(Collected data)
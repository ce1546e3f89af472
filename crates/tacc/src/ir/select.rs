//! Instruction selection: flat three-address statements to x86 IR, one
//! arm of `select_expr_into`/`select_stmt` per flattened node shape.

use crate::{
    ast::core::{BinOp, BoxKind, UnboxKind},
    atom::{Atom, Name},
    context::CompileContext,
    error::CompileError,
    ast::flat::{FlatExpr, FlatModule, FlatStmt},
    ir::instr::{Instr, Operand, Padding},
    ir::operand::Reg,
};

/// Runtime (C-ABI) function names the IR calls into for big-number/object
/// paths. Kept as plain `&str`s — the emission pass prints them verbatim
/// as `call` targets.
mod runtime {
    pub const ADD: &str = "add";
    pub const NEGATE: &str = "negate";
    pub const EQUAL: &str = "equal";
    pub const NOT_EQUAL: &str = "not_equal";
    pub const INPUT: &str = "input";
    pub const CREATE_LIST: &str = "create_list";
    pub const CREATE_DICT: &str = "create_dict";
    pub const GET_SUBSCRIPT: &str = "get_subscript";
    pub const SET_SUBSCRIPT: &str = "set_subscript";
    pub const PRINT_ANY: &str = "print_any";
    pub const IS_TRUE: &str = "is_true";
}

/// Selects x86 IR for an entire flattened module.
pub fn select(ctx: &mut CompileContext, module: FlatModule) -> Result<Vec<Instr>, CompileError> {
    select_stmts(ctx, module.body)
}

fn select_stmts(ctx: &mut CompileContext, stmts: Vec<FlatStmt>) -> Result<Vec<Instr>, CompileError> {
    let mut out = Vec::new();
    for stmt in stmts {
        out.extend(select_stmt(ctx, stmt)?);
    }
    Ok(out)
}

fn select_stmt(ctx: &mut CompileContext, stmt: FlatStmt) -> Result<Vec<Instr>, CompileError> {
    match stmt {
        FlatStmt::Assign(n, expr) => select_expr_into(ctx, expr, Operand::name(n)),
        FlatStmt::Discard(expr) => {
            let tmp: Name = ctx.allocate_temp().into();
            select_expr_into(ctx, expr, Operand::name(tmp))
        }
        FlatStmt::Printnl(atom) => Ok(select_call(runtime::PRINT_ANY, &[atom], None)),
        FlatStmt::If(test, then, or_else) => {
            let then_instrs = select_stmts(ctx, then)?;
            let else_instrs = select_stmts(ctx, or_else)?;
            Ok(vec![Instr::If(Operand::from(test), then_instrs, else_instrs)])
        }
    }
}

fn select_expr_into(ctx: &mut CompileContext, expr: FlatExpr, dst: Operand) -> Result<Vec<Instr>, CompileError> {
    let instrs = match expr {
        FlatExpr::Atom(a) => vec![Instr::Movl(Operand::from(a), dst)],
        FlatExpr::Add(a, b) => vec![
            Instr::Movl(Operand::from(a), dst.clone()),
            Instr::Addl(Operand::from(b), dst),
        ],
        FlatExpr::UnarySub(a) => vec![Instr::Movl(Operand::from(a), dst.clone()), Instr::Negl(dst)],
        FlatExpr::Bop(BinOp::Eq, a, b) => select_compare(a, b, dst, true),
        FlatExpr::Bop(BinOp::NEq, a, b) => select_compare(a, b, dst, false),
        FlatExpr::Bop(op @ (BinOp::Is | BinOp::Seq), _, _) => {
            return Err(CompileError::InexhaustivePattern { node: format!("{op:?} in a flattened Bop") });
        }
        FlatExpr::GetTag(a) => vec![Instr::Movl(Operand::from(a), dst.clone()), Instr::Andl(0b11, dst)],
        FlatExpr::Box(BoxKind::Int, a) => vec![Instr::Movl(Operand::from(a), dst.clone()), Instr::Sall(2, dst)],
        FlatExpr::Box(BoxKind::Bool, a) => vec![
            Instr::Movl(Operand::from(a), dst.clone()),
            Instr::Sall(2, dst.clone()),
            Instr::Orl(0b01, dst),
        ],
        FlatExpr::Box(BoxKind::Big, a) => vec![Instr::Movl(Operand::from(a), dst.clone()), Instr::Orl(0b11, dst)],
        FlatExpr::UnBox(UnboxKind::Small, a) => vec![Instr::Movl(Operand::from(a), dst.clone()), Instr::Sarl(2, dst)],
        FlatExpr::UnBox(UnboxKind::Big, a) => vec![Instr::Movl(Operand::from(a), dst.clone()), Instr::Andl(-4, dst)],
        FlatExpr::CallFunc(f, args) => select_call(&runtime_name(&f)?, &args, Some(dst)),
    };
    Ok(instrs)
}

/// `Eq`/`NEq` share one shape: compare, capture the flag in `%cl`, then
/// zero-extend it into the destination.
fn select_compare(a: Atom, b: Atom, dst: Operand, is_eq: bool) -> Vec<Instr> {
    let set = if is_eq { Instr::SeteCl } else { Instr::SetneCl };
    vec![
        Instr::Cmpl(Operand::from(b), Operand::from(a)),
        set,
        Instr::MovzblCl(dst),
    ]
}

/// Maps a surface builtin name to its runtime (C-ABI) symbol. Builtins
/// that need no dispatch (the small/big split already happened at
/// explicate time) pass their name straight through via `add`/`negate`/...
fn runtime_name(name: &str) -> Result<String, CompileError> {
    let resolved = match name {
        "add" => runtime::ADD,
        "negate" => runtime::NEGATE,
        "equal" => runtime::EQUAL,
        "not_equal" => runtime::NOT_EQUAL,
        "input" => runtime::INPUT,
        "create_list" => runtime::CREATE_LIST,
        "create_dict" => runtime::CREATE_DICT,
        "get_subscript" => runtime::GET_SUBSCRIPT,
        "set_subscript" => runtime::SET_SUBSCRIPT,
        "is_true" => runtime::IS_TRUE,
        other => return Err(CompileError::UnknownBuiltin { name: other.to_string() }),
    };
    Ok(resolved.to_string())
}

/// Emits the cdecl call sequence: reserve alignment padding, push
/// arguments right-to-left, `call`, pop the argument block, release the
/// padding, and (if a destination was given) collect `%eax`.
fn select_call(symbol: &str, args: &[Atom], dst: Option<Operand>) -> Vec<Instr> {
    let bytes_for_params = u32::try_from(args.len()).expect("arg count fits in u32") * 4;
    let mut out = vec![Instr::PadArgs(Padding::new(bytes_for_params))];
    for arg in args.iter().rev() {
        out.push(Instr::Pushl(Operand::from(arg.clone())));
    }
    out.push(Instr::Call(symbol.to_string()));
    out.push(Instr::Addl(Operand::Const(i32::try_from(bytes_for_params).unwrap()), Operand::reg(Reg::Esp)));
    out.push(Instr::UnpadArgs(Padding::new(bytes_for_params)));
    if let Some(dst) = dst {
        out.push(Instr::Movl(Operand::reg(Reg::Eax), dst));
    }
    out
}

#[cfg(test)]
mod tests {
    use super::*;
    use crate::abi::{Abi, Platform};

    fn ctx() -> CompileContext {
        CompileContext::new(Abi::new(Platform::Linux), false)
    }

    #[test]
    fn atomic_assign_selects_to_a_single_movl() {
        let n: Name = "x".into();
        let instrs = select_expr_into(&mut ctx(), FlatExpr::Atom(Atom::Const(7)), Operand::name(n)).unwrap();
        assert_eq!(instrs, vec![Instr::Movl(Operand::Const(7), Operand::name("x".into()))]);
    }

    #[test]
    fn add_selects_to_movl_then_addl() {
        let n: Name = "x".into();
        let a = Atom::Const(1);
        let b = Atom::Const(2);
        let instrs = select_expr_into(&mut ctx(), FlatExpr::Add(a, b), Operand::name(n.clone())).unwrap();
        assert_eq!(
            instrs,
            vec![Instr::Movl(Operand::Const(1), Operand::name(n.clone())), Instr::Addl(Operand::Const(2), Operand::name(n))]
        );
    }

    #[test]
    fn call_pads_pushes_in_reverse_and_cleans_up() {
        let args = vec![Atom::Const(1), Atom::Const(2)];
        let out = select_call(runtime::ADD, &args, Some(Operand::name("r".into())));
        assert!(matches!(out[0], Instr::PadArgs(_)));
        assert_eq!(out[1], Instr::Pushl(Operand::Const(2)));
        assert_eq!(out[2], Instr::Pushl(Operand::Const(1)));
        assert!(matches!(out[3], Instr::Call(ref s) if s == runtime::ADD));
        assert!(matches!(out.last(), Some(Instr::Movl(_, _))));
    }

    #[test]
    fn unknown_builtin_is_rejected() {
        let err = runtime_name("not_a_builtin").unwrap_err();
        assert!(matches!(err, CompileError::UnknownBuiltin { .. }));
    }
}
//! Top-level orchestration: source text to assembly text.
//!
//! Front end, explicate, flatten, select, allocate-to-fixed-point,
//! resolve padding, peephole, emit, in that order, with one
//! [`CompileContext`] threaded through the whole run.

use tracing::{debug, info};

use crate::{
    abi::{Abi, Platform},
    context::CompileContext,
    error::PipelineError,
    explicate, flatten,
    frontend,
    ir::{peephole, regalloc, select},
};

/// Compiles one program's source text into AT&T-syntax x86 assembly.
pub fn compile_source(source: &str, platform: Platform, debug: bool) -> Result<String, PipelineError> {
    let abi = Abi::new(platform);
    let mut ctx = CompileContext::new(abi, debug);

    info!(%platform, "compiling");

    let desugared = frontend::parse_source(source)?;
    debug!(statements = desugared.body.len(), "parsed and desugared");

    let explicated = explicate::explicate(&mut ctx, desugared)?;
    let flat = flatten::flatten(&mut ctx, explicated);
    let selected = select::select(&mut ctx, flat)?;
    debug!(instructions = selected.len(), "selected x86 IR");

    let (body, colors, bytes_used) = regalloc::allocate(&mut ctx, selected);
    debug!(bytes_used, "register allocation reached a fixed point");

    peephole::resolve_padding(&body, &abi, bytes_used);
    let cleaned = peephole::peephole(body, &colors);

    let asm = peephole::emit(&mut ctx, &abi, &cleaned, &colors, bytes_used)?;
    Ok(asm)
}

#[cfg(test)]
mod tests {
    use super::*;

    #[test]
    fn a_trivial_program_compiles_to_a_globl_main() {
        let asm = compile_source("print 1 + 2\n", Platform::Linux, false).unwrap();
        assert!(asm.contains(".globl main"));
        assert!(asm.contains("call print_any"));
    }

    #[test]
    fn an_if_statement_compiles_with_a_conditional_jump() {
        let asm = compile_source("x = 1\nif x == 1:\n  print 1\nelse:\n  print 2\n", Platform::Linux, false).unwrap();
        assert!(asm.contains("je "));
        assert!(asm.contains("jmp "));
    }

    #[test]
    fn while_is_rejected_through_the_whole_pipeline() {
        let err = compile_source("while 1:\n  print 1\n", Platform::Linux, false).unwrap_err();
        assert!(matches!(err, PipelineError::Desugar(_)));
    }
}
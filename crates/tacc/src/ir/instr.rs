//! The x86 IR instruction model.
//!
//! Locations are not stored on the instruction: the register allocator
//! keeps a `VarKey -> Location` map (see [`crate::ir::regalloc`]) and
//! instructions are resolved against it on demand, rather than mutating
//! a location onto each instruction in place.

use std::cell::Cell;

use ahash::AHashSet;
use smallvec::{SmallVec, smallvec};

use crate::{
    atom::{Atom, Name},
    ir::operand::{Reg, VarKey},
};

/// An instruction operand: an immediate, or anything that lives in the
/// `VarKey` namespace (a user/compiler name or a fixed physical register).
#[derive(Debug, Clone, PartialEq, Eq, Hash)]
pub enum Operand {
    Const(i32),
    Var(VarKey),
}

impl Operand {
    #[must_use]
    pub fn reg(r: Reg) -> Self {
        Self::Var(VarKey::Reg(r))
    }

    #[must_use]
    pub fn name(n: Name) -> Self {
        Self::Var(VarKey::Named(n))
    }

    #[must_use]
    pub fn as_var(&self) -> Option<&VarKey> {
        match self {
            Self::Var(v) => Some(v),
            Self::Const(_) => None,
        }
    }
}

impl From<Atom> for Operand {
    fn from(atom: Atom) -> Self {
        match atom {
            Atom::Const(v) => Self::Const(v),
            Atom::Name(n) => Self::name(n),
        }
    }
}

/// `pad_args`/`unpad_args` carry the argument-block size they straddle and
/// the padding resolved for it once the final frame size (`bytes_used`) is
/// known. `None` until resolution runs.
#[derive(Debug, Clone)]
pub struct Padding {
    pub bytes_for_params: u32,
    pub resolved: Cell<Option<u32>>,
}

impl Padding {
    #[must_use]
    pub fn new(bytes_for_params: u32) -> Self {
        Self { bytes_for_params, resolved: Cell::new(None) }
    }
}

impl PartialEq for Padding {
    fn eq(&self, other: &Self) -> bool {
        self.bytes_for_params == other.bytes_for_params && self.resolved.get() == other.resolved.get()
    }
}

/// One x86 IR instruction.
#[derive(Debug, Clone, PartialEq)]
pub enum Instr {
    Movl(Operand, Operand),
    /// A `movl` whose destination the allocator must put in a register
    /// (used only by the spill loop's scratch moves).
    UnspillableMovl(Operand, Operand),
    Addl(Operand, Operand),
    Negl(Operand),
    Cmpl(Operand, Operand),
    SeteCl,
    SetneCl,
    MovzblCl(Operand),
    /// Shift-left logical by a constant amount.
    Sall(i32, Operand),
    /// Shift-right arithmetic by a constant amount.
    Sarl(i32, Operand),
    Andl(i32, Operand),
    Orl(i32, Operand),
    Pushl(Operand),
    Call(String),
    PadArgs(Padding),
    UnpadArgs(Padding),
    If(Operand, Vec<Instr>, Vec<Instr>),
}

type Vars = SmallVec<[VarKey; 2]>;

impl Instr {
    /// Names/registers read by this instruction alone.
    #[must_use]
    pub fn reads(&self) -> Vars {
        match self {
            Self::Movl(s, _) | Self::UnspillableMovl(s, _) => var_of(s),
            Self::Addl(s, t) => var_of(s).into_iter().chain(var_of(t)).collect(),
            Self::Negl(t) | Self::Sall(_, t) | Self::Sarl(_, t) | Self::Andl(_, t) | Self::Orl(_, t) => var_of(t),
            Self::Cmpl(a, b) => var_of(a).into_iter().chain(var_of(b)).collect(),
            Self::SeteCl | Self::SetneCl => smallvec![],
            Self::MovzblCl(_) => smallvec![VarKey::Reg(Reg::Ecx)],
            Self::Pushl(v) => var_of(v),
            Self::Call(_) | Self::PadArgs(_) | Self::UnpadArgs(_) => smallvec![],
            Self::If(test, _, _) => var_of(test),
        }
    }

    /// Names/registers written by this instruction alone.
    #[must_use]
    pub fn writes(&self) -> Vars {
        match self {
            Self::Movl(_, t) | Self::UnspillableMovl(_, t) => var_of(t),
            Self::Addl(_, t) | Self::Negl(t) | Self::Sall(_, t) | Self::Sarl(_, t) | Self::Andl(_, t) | Self::Orl(_, t) => {
                var_of(t)
            }
            Self::MovzblCl(t) => var_of(t),
            Self::SeteCl | Self::SetneCl => smallvec![VarKey::Reg(Reg::Ecx)],
            Self::Call(_) => smallvec![VarKey::Reg(Reg::Eax)],
            Self::Cmpl(..) | Self::Pushl(_) | Self::PadArgs(_) | Self::UnpadArgs(_) | Self::If(..) => smallvec![],
        }
    }

    /// `true` for `movl`/`addl`/... instructions with exactly two operands
    /// whose resolved locations both turn out to be stack slots — the
    /// condition the spill loop rewrites.
    #[must_use]
    pub fn is_two_operand(&self) -> bool {
        matches!(
            self,
            Self::Movl(..) | Self::UnspillableMovl(..) | Self::Addl(..) | Self::Cmpl(..)
        )
    }

    /// The (first, second) operand pair for a two-operand instruction.
    #[must_use]
    pub fn operand_pair(&self) -> Option<(&Operand, &Operand)> {
        match self {
            Self::Movl(a, b) | Self::UnspillableMovl(a, b) | Self::Addl(a, b) | Self::Cmpl(a, b) => Some((a, b)),
            _ => None,
        }
    }

    /// Rewrites the first operand of a two-operand instruction in place
    /// (used by the spill loop to redirect a stack operand through a
    /// scratch register).
    pub fn set_first_operand(&mut self, new_first: Operand) {
        match self {
            Self::Movl(a, _) | Self::UnspillableMovl(a, _) | Self::Addl(a, _) | Self::Cmpl(a, _) => *a = new_first,
            _ => panic!("set_first_operand on an instruction with no first operand"),
        }
    }
}

fn var_of(op: &Operand) -> Vars {
    match op {
        Operand::Var(v) => smallvec![v.clone()],
        Operand::Const(_) => smallvec![],
    }
}

/// All distinct names/registers this sequence (recursing into nested
/// `if_instr`) reads or writes — used only by the interference builder,
/// never by liveness, since an `if_instr`'s own `writes()` stays empty
/// (its branch writes are already folded into the merged live set before
/// liveness reaches it).
pub fn syntactic_writes(body: &[Instr]) -> AHashSet<VarKey> {
    let mut out = AHashSet::new();
    collect_syntactic_writes(body, &mut out);
    out
}

fn collect_syntactic_writes(body: &[Instr], out: &mut AHashSet<VarKey>) {
    for instr in body {
        out.extend(instr.writes());
        if let Instr::If(_, then, or_else) = instr {
            collect_syntactic_writes(then, out);
            collect_syntactic_writes(or_else, out);
        }
    }
}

Work request:
Read the entries above and find each line holding the word "pass". Copy it out.

Solution to the problem:
/// paths. Kept as plain `&str`s — the emission pass prints them verbatim
/// explicate time) pass their name straight through via `add`/`negate`/...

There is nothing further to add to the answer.